Heart failure (HF) is a common cause of hospitalization and mortality in older adults. HF is almost always embedded within a larger pattern of multimorbidity, yet many studies exclude patients with complex psychiatric and medical comorbidities or cognitive impairment. This has left significant gaps in research on the problems and treatment of patients with HF. In addition, HF is only one of multiple challenges facing patients with multimorbidity, stressful socioeconomic circumstances, and psychosocial problems. The purpose of this study is to identify combinations of comorbidities and health disparities that may affect HF outcomes and require different mixtures of medical, psychological, and social services to address. The syndemics framework has yielded important insights into other disorders such as HIV/AIDS, but it has not been applied to the complex psychosocial problems of patients with HF. The multimorbidity framework is an alternative approach for investigating the effects of multiple comorbidities on health outcomes. The specific aims are: (1) to determine the coprevalence of psychiatric and medical comorbidities in patients with HF (n = 535); (2) to determine whether coprevalent comorbidities have synergistic effects on readmissions, mortality, self-care, and global health; (3) to identify vulnerable subpopulations of patients with HF who have high coprevalences of syndemic comorbidities; (4) to determine the extent to which syndemic comorbidities explain adverse HF outcomes in vulnerable subgroups of patients with HF; and (5) to determine the effects of multimorbidity on readmissions, mortality, self-care, and global health.

心力衰竭患者的社会心理综合征和多病症†。
心力衰竭(HF)是老年人住院和死亡的常见原因。
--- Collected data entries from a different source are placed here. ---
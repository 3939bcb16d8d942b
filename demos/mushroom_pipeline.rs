//! Mushroom preprocessing run
//!
//! Reproduces the preparatory stage of a tuning experiment on the UCI
//! mushroom data:
//! - ordinal-encode the `class` target, one-hot encode every other column
//! - split off the target and hold out a test partition
//! - corrupt both partitions with seeded missing values
//! - impute both with one iterative imputer fit on train
//! - score the imputation on exactly the corrupted cells
//!
//! Run with: cargo run --example mushroom_pipeline [path/to/mushroom.csv] [config.json]
//!
//! Without a path a small built-in sample is used. Set `RUST_LOG=debug` to
//! see per-column and per-round events.

use std::error::Error;
use tabprep::dataset::csv::{read_csv, read_csv_path};
use tabprep::pipeline::{StepPipeline, WorkingSet};
use tabprep::preprocessing::{EncodingStrategy, MissingDataSimulator};
use tabprep::{DataFrame, PreprocessingConfig};
use tracing_subscriber::EnvFilter;

const SAMPLE: &str = "\
class,cap-shape,cap-color,odor,gill-size,ring-number
p,x,n,p,n,o
e,x,y,a,b,o
e,b,w,l,b,o
p,x,w,p,n,o
e,x,g,n,b,o
e,x,y,a,b,o
e,b,w,a,b,o
e,b,w,l,b,o
p,x,w,p,n,o
e,b,y,a,b,o
e,x,y,l,b,o
e,x,y,a,b,o
e,b,y,a,b,o
p,x,w,p,n,o
e,x,n,n,b,o
e,s,g,n,b,o
e,f,w,n,b,o
p,x,n,p,n,o
p,x,w,p,n,o
p,b,n,p,n,o
e,x,y,a,b,o
e,x,y,l,b,o
e,b,y,l,b,o
e,b,w,a,b,o
e,x,w,l,b,o
e,x,y,a,b,o
";

fn load(path: Option<&String>) -> Result<DataFrame, Box<dyn Error>> {
    Ok(match path {
        Some(path) => read_csv_path(path)?,
        None => read_csv(SAMPLE.as_bytes())?,
    })
}

fn main() -> Result<(), Box<dyn Error>> {
    tracing_subscriber::fmt()
        .with_env_filter(EnvFilter::try_from_default_env().unwrap_or_else(|_| EnvFilter::new("info")))
        .init();

    let args: Vec<String> = std::env::args().collect();
    let data = load(args.get(1))?;
    let mut config = match args.get(2) {
        Some(path) => PreprocessingConfig::from_json_file(path)?,
        None => PreprocessingConfig::default(),
    };

    // Ordinal for the target, one-hot for every other categorical column.
    if config.encoding.strategies.is_empty() {
        config.encoding.strategies = data
            .categorical_columns()
            .iter()
            .map(|c| EncodingStrategy::from(c == "class"))
            .collect();
    }
    config.simulator.chance = config.simulator.chance.max(0.2);
    config.imputer.max_iter = config.imputer.max_iter.min(5);

    println!("=== Mushroom preprocessing ===");
    println!("Rows: {}, columns: {}", data.n_rows(), data.n_cols());
    println!("Categorical columns: {:?}", data.categorical_columns());

    let pipeline = StepPipeline::from_config(&config, "class")?;
    println!("Steps: {:?}", pipeline.step_names());

    let mut ws = WorkingSet::new().with("data", data);
    pipeline.run(&mut ws)?;

    let encoders = ws.encoders("encoders")?;
    for (column, encoder) in encoders.iter() {
        println!("  {:<14} {}", column, encoder.strategy_name());
    }

    // Score imputation on the cells the simulator nulled in the test split.
    let encoded = ws.frame("data")?;
    let x_test = ws.frame("x_test")?;
    let n_train = ws.frame("x_train")?.n_rows();
    let truth = encoded
        .select(&x_test.column_names())?
        .slice_rows(n_train..encoded.n_rows())?;
    let mask = MissingDataSimulator::from_config(config.simulator.clone())
        .mask(x_test.n_rows(), x_test.n_cols())?;

    let mut sq_err = 0.0;
    let mut count = 0usize;
    for (row, flags) in mask.iter().enumerate() {
        for (col, &hit) in flags.iter().enumerate() {
            let expected = truth.get(row, col).and_then(|c| c.as_f64());
            let imputed = x_test.get(row, col).and_then(|c| c.as_f64());
            if let (true, Some(e), Some(i)) = (hit, expected, imputed) {
                sq_err += (e - i).powi(2);
                count += 1;
            }
        }
    }

    println!("\n=== Results ===");
    println!("Train rows: {}, test rows: {}", n_train, x_test.n_rows());
    println!("Imputed test cells: {}", count);
    if count > 0 {
        println!("Imputation MSE on test: {:.4}", sq_err / count as f64);
    }
    Ok(())
}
心力衰竭几乎总是伴随着多种疾病,但许多研究并不包括患有复杂的精神和医疗并发症或认知障碍的患者。这给有关心房颤动患者的问题和治疗的研究留下了巨大的空白。此外,心房颤动只是患者面临的多重挑战之一,他们还患有多种疾病、社会经济环境压力和社会心理问题。本研究的目的是找出可能影响心房颤动预后并需要不同的医疗、心理和社会服务组合来解决的合并症和健康差异。综合症框架已为艾滋病等其他疾病提供了重要见解,但尚未应用于心房颤动患者复杂的社会心理问题。多疾病框架是研究多种合并症对健康结果影响的另一种方法。其具体目标是(1) 确定心房颤动患者(n = 535)中精神和医疗合并症的共存率;(2) 确定共存的合并症是否会对再入院、死亡率、自我护理和整体健康产生协同效应;(3) 识别合并症共存率高的心房颤动患者中的弱势亚群;(4) 确定综合症合并症在多大程度上可解释心房颤动亚群患者的不良心房颤动结果;以及 (5) 确定多病对再入院、死亡率、自我护理和整体健康的影响。
本文章由计算机程序翻译,如有差异,请以英文原文为准。